GOAL OF THE EXERCISE
The answer must be an exact reproduction of all the entries.

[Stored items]
-- Opening Marker --
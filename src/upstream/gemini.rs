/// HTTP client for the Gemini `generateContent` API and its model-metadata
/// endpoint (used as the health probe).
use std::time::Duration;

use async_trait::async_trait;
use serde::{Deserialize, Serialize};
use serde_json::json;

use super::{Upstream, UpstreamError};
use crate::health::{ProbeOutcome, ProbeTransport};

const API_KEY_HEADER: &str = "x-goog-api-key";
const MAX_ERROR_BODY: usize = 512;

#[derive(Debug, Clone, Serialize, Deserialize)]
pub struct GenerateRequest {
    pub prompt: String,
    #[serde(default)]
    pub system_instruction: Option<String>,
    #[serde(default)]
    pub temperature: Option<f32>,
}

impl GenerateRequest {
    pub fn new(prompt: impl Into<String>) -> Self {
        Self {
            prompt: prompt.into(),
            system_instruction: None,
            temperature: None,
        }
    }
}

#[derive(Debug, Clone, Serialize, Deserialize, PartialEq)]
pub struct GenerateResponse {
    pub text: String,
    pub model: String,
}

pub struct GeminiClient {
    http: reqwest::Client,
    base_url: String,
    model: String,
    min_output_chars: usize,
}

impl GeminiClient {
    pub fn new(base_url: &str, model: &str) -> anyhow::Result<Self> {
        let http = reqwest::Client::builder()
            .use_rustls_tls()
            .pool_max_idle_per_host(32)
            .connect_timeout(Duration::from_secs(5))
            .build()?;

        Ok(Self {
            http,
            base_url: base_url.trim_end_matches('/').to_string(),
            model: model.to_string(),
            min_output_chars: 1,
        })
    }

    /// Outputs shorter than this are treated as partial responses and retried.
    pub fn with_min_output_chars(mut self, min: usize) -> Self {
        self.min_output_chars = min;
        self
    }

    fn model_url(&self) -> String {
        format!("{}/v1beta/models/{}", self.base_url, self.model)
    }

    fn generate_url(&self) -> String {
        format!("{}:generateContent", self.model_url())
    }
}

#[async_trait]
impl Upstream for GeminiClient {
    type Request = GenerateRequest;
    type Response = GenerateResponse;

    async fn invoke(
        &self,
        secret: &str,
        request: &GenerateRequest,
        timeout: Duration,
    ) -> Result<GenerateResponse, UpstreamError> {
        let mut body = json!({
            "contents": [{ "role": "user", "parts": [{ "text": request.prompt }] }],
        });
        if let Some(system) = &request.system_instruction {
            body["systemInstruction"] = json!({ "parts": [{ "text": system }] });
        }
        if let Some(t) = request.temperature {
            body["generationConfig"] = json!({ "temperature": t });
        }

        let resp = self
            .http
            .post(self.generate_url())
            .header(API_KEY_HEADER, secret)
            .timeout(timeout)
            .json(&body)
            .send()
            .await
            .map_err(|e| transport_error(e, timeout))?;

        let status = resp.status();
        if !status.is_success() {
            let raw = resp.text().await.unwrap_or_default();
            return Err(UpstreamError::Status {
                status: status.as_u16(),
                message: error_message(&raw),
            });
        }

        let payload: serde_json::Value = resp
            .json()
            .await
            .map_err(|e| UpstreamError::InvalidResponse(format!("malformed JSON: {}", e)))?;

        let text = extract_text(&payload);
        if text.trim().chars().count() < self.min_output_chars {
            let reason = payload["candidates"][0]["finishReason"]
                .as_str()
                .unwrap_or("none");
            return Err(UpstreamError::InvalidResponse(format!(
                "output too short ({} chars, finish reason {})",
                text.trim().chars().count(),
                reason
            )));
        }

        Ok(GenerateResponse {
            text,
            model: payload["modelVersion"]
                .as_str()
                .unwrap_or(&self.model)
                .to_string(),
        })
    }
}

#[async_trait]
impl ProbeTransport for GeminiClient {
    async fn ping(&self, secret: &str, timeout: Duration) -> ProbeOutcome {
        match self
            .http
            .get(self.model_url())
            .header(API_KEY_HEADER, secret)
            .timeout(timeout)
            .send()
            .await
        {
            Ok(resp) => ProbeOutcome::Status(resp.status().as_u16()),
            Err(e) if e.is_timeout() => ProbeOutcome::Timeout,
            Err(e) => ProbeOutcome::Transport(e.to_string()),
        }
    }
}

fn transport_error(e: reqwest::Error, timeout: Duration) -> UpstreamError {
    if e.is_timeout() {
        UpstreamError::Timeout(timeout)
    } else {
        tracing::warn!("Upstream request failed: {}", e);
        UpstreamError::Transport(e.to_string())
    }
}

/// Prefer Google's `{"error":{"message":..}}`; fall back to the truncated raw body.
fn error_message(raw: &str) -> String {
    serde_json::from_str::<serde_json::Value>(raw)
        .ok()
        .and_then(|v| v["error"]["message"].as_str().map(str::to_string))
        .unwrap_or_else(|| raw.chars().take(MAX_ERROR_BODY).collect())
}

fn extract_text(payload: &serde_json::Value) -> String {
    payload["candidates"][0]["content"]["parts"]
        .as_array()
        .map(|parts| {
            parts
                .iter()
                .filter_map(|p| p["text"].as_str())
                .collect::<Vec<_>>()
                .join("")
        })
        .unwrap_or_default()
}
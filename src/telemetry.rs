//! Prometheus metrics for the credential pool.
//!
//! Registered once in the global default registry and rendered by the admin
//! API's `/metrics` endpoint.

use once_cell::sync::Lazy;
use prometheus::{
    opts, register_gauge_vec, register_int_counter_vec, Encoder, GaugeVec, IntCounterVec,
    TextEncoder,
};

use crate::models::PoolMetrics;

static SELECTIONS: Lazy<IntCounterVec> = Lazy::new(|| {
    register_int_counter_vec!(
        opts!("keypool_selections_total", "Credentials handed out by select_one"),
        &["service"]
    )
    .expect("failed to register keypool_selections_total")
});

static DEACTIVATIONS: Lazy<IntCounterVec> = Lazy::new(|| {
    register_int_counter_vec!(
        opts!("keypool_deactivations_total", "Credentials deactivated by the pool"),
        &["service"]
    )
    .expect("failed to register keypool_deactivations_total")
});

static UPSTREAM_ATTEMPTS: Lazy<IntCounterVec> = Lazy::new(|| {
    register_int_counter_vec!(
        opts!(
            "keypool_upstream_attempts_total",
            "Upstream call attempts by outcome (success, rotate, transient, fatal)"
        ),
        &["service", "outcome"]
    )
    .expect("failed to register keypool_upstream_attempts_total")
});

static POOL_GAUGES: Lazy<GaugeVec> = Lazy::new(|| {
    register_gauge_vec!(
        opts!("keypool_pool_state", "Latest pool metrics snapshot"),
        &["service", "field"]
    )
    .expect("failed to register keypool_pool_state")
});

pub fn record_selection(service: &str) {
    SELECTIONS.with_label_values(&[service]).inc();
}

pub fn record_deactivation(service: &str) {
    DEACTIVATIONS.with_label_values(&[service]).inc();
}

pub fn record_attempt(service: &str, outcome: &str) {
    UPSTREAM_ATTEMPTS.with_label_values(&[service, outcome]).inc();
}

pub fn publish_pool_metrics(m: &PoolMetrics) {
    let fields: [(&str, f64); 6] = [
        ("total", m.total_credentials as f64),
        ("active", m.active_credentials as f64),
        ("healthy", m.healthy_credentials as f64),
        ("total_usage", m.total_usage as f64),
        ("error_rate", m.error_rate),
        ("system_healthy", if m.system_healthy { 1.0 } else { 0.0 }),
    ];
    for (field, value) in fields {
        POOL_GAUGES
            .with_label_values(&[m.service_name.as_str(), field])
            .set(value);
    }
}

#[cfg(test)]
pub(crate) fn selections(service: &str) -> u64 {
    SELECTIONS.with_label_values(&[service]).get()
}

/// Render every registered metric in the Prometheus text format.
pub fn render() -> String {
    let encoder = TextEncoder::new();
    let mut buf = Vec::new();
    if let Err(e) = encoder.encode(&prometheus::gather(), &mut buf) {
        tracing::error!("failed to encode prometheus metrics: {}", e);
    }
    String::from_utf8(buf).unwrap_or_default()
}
-- Closing Marker --
EXERCISE RESPONSE
filename src/upstream/gemini.rs
/// HTTP client for the Gemini `generateContent` API and its model-metadata
/// endpoint (used as the health probe).
use std::time::Duration;

use async_trait::async_trait;
use serde::{Deserialize, Serialize};
use serde_json::json;

use super::{Upstream, UpstreamError};
use crate::health::{ProbeOutcome, ProbeTransport};

const API_KEY_HEADER: &str = "x-goog-api-key";
const MAX_ERROR_BODY: usize = 512;

#[derive(Debug, Clone, Serialize, Deserialize)]
pub struct GenerateRequest {
    pub prompt: String,
    #[serde(default)]
    pub system_instruction: Option<String>,
    #[serde(default)]
    pub temperature: Option<f32>,
}

impl GenerateRequest {
    pub fn new(prompt: impl Into<String>) -> Self {
        Self {
            prompt: prompt.into(),
            system_instruction: None,
            temperature: None,
        }
    }
}

#[derive(Debug, Clone, Serialize, Deserialize, PartialEq)]
pub struct GenerateResponse {
    pub text: String,
    pub model: String,
}

pub struct GeminiClient {
    http: reqwest::Client,
    base_url: String,
    model: String,
    min_output_chars: usize,
}

impl GeminiClient {
    pub fn new(base_url: &str, model: &str) -> anyhow::Result<Self> {
        let http = reqwest::Client::builder()
            .use_rustls_tls()
            .pool_max_idle_per_host(32)
            .connect_timeout(Duration::from_secs(5))
            .build()?;

        Ok(Self {
            http,
            base_url: base_url.trim_end_matches('/').to_string(),
            model: model.to_string(),
            min_output_chars: 1,
        })
    }

    /// Outputs shorter than this are treated as partial responses and retried.
    pub fn with_min_output_chars(mut self, min: usize) -> Self {
        self.min_output_chars = min;
        self
    }

    fn model_url(&self) -> String {
        format!("{}/v1beta/models/{}", self.base_url, self.model)
    }

    fn generate_url(&self) -> String {
        format!("{}:generateContent", self.model_url())
    }
}

#[async_trait]
impl Upstream for GeminiClient {
    type Request = GenerateRequest;
    type Response = GenerateResponse;

    async fn invoke(
        &self,
        secret: &str,
        request: &GenerateRequest,
        timeout: Duration,
    ) -> Result<GenerateResponse, UpstreamError> {
        let mut body = json!({
            "contents": [{ "role": "user", "parts": [{ "text": request.prompt }] }],
        });
        if let Some(system) = &request.system_instruction {
            body["systemInstruction"] = json!({ "parts": [{ "text": system }] });
        }
        if let Some(t) = request.temperature {
            body["generationConfig"] = json!({ "temperature": t });
        }

        let resp = self
            .http
            .post(self.generate_url())
            .header(API_KEY_HEADER, secret)
            .timeout(timeout)
            .json(&body)
            .send()
            .await
            .map_err(|e| transport_error(e, timeout))?;

        let status = resp.status();
        if !status.is_success() {
            let raw = resp.text().await.unwrap_or_default();
            return Err(UpstreamError::Status {
                status: status.as_u16(),
                message: error_message(&raw),
            });
        }

        let payload: serde_json::Value = resp
            .json()
            .await
            .map_err(|e| UpstreamError::InvalidResponse(format!("malformed JSON: {}", e)))?;

        let text = extract_text(&payload);
        if text.trim().chars().count() < self.min_output_chars {
            let reason = payload["candidates"][0]["finishReason"]
                .as_str()
                .unwrap_or("none");
            return Err(UpstreamError::InvalidResponse(format!(
                "output too short ({} chars, finish reason {})",
                text.trim().chars().count(),
                reason
            )));
        }

        Ok(GenerateResponse {
            text,
            model: payload["modelVersion"]
                .as_str()
                .unwrap_or(&self.model)
                .to_string(),
        })
    }
}

#[async_trait]
impl ProbeTransport for GeminiClient {
    async fn ping(&self, secret: &str, timeout: Duration) -> ProbeOutcome {
        match self
            .http
            .get(self.model_url())
            .header(API_KEY_HEADER, secret)
            .timeout(timeout)
            .send()
            .await
        {
            Ok(resp) => ProbeOutcome::Status(resp.status().as_u16()),
            Err(e) if e.is_timeout() => ProbeOutcome::Timeout,
            Err(e) => ProbeOutcome::Transport(e.to_string()),
        }
    }
}

fn transport_error(e: reqwest::Error, timeout: Duration) -> UpstreamError {
    if e.is_timeout() {
        UpstreamError::Timeout(timeout)
    } else {
        tracing::warn!("Upstream request failed: {}", e);
        UpstreamError::Transport(e.to_string())
    }
}

/// Prefer Google's `{"error":{"message":..}}`; fall back to the truncated raw body.
fn error_message(raw: &str) -> String {
    serde_json::from_str::<serde_json::Value>(raw)
        .ok()
        .and_then(|v| v["error"]["message"].as_str().map(str::to_string))
        .unwrap_or_else(|| raw.chars().take(MAX_ERROR_BODY).collect())
}

fn extract_text(payload: &serde_json::Value) -> String {
    payload["candidates"][0]["content"]["parts"]
        .as_array()
        .map(|parts| {
            parts
                .iter()
                .filter_map(|p| p["text"].as_str())
                .collect::<Vec<_>>()
                .join("")
        })
        .unwrap_or_default()
}
filename src/telemetry.rs
//! Prometheus metrics for the credential pool.
//!
//! Registered once in the global default registry and rendered by the admin
//! API's `/metrics` endpoint.

use once_cell::sync::Lazy;
use prometheus::{
    opts, register_gauge_vec, register_int_counter_vec, Encoder, GaugeVec, IntCounterVec,
    TextEncoder,
};

use crate::models::PoolMetrics;

static SELECTIONS: Lazy<IntCounterVec> = Lazy::new(|| {
    register_int_counter_vec!(
        opts!("keypool_selections_total", "Credentials handed out by select_one"),
        &["service"]
    )
    .expect("failed to register keypool_selections_total")
});

static DEACTIVATIONS: Lazy<IntCounterVec> = Lazy::new(|| {
    register_int_counter_vec!(
        opts!("keypool_deactivations_total", "Credentials deactivated by the pool"),
        &["service"]
    )
    .expect("failed to register keypool_deactivations_total")
});

static UPSTREAM_ATTEMPTS: Lazy<IntCounterVec> = Lazy::new(|| {
    register_int_counter_vec!(
        opts!(
            "keypool_upstream_attempts_total",
            "Upstream call attempts by outcome (success, rotate, transient, fatal)"
        ),
        &["service", "outcome"]
    )
    .expect("failed to register keypool_upstream_attempts_total")
});

static POOL_GAUGES: Lazy<GaugeVec> = Lazy::new(|| {
    register_gauge_vec!(
        opts!("keypool_pool_state", "Latest pool metrics snapshot"),
        &["service", "field"]
    )
    .expect("failed to register keypool_pool_state")
});

pub fn record_selection(service: &str) {
    SELECTIONS.with_label_values(&[service]).inc();
}

pub fn record_deactivation(service: &str) {
    DEACTIVATIONS.with_label_values(&[service]).inc();
}

pub fn record_attempt(service: &str, outcome: &str) {
    UPSTREAM_ATTEMPTS.with_label_values(&[service, outcome]).inc();
}

pub fn publish_pool_metrics(m: &PoolMetrics) {
    let fields: [(&str, f64); 6] = [
        ("total", m.total_credentials as f64),
        ("active", m.active_credentials as f64),
        ("healthy", m.healthy_credentials as f64),
        ("total_usage", m.total_usage as f64),
        ("error_rate", m.error_rate),
        ("system_healthy", if m.system_healthy { 1.0 } else { 0.0 }),
    ];
    for (field, value) in fields {
        POOL_GAUGES
            .with_label_values(&[m.service_name.as_str(), field])
            .set(value);
    }
}

#[cfg(test)]
pub(crate) fn selections(service: &str) -> u64 {
    SELECTIONS.with_label_values(&[service]).get()
}

/// Render every registered metric in the Prometheus text format.
pub fn render() -> String {
    let encoder = TextEncoder::new();
    let mut buf = Vec::new();
    if let Err(e) = encoder.encode(&prometheus::gather(), &mut buf) {
        tracing::error!("failed to encode prometheus metrics: {}", e);
    }
    String::from_utf8(buf).unwrap_or_default()
}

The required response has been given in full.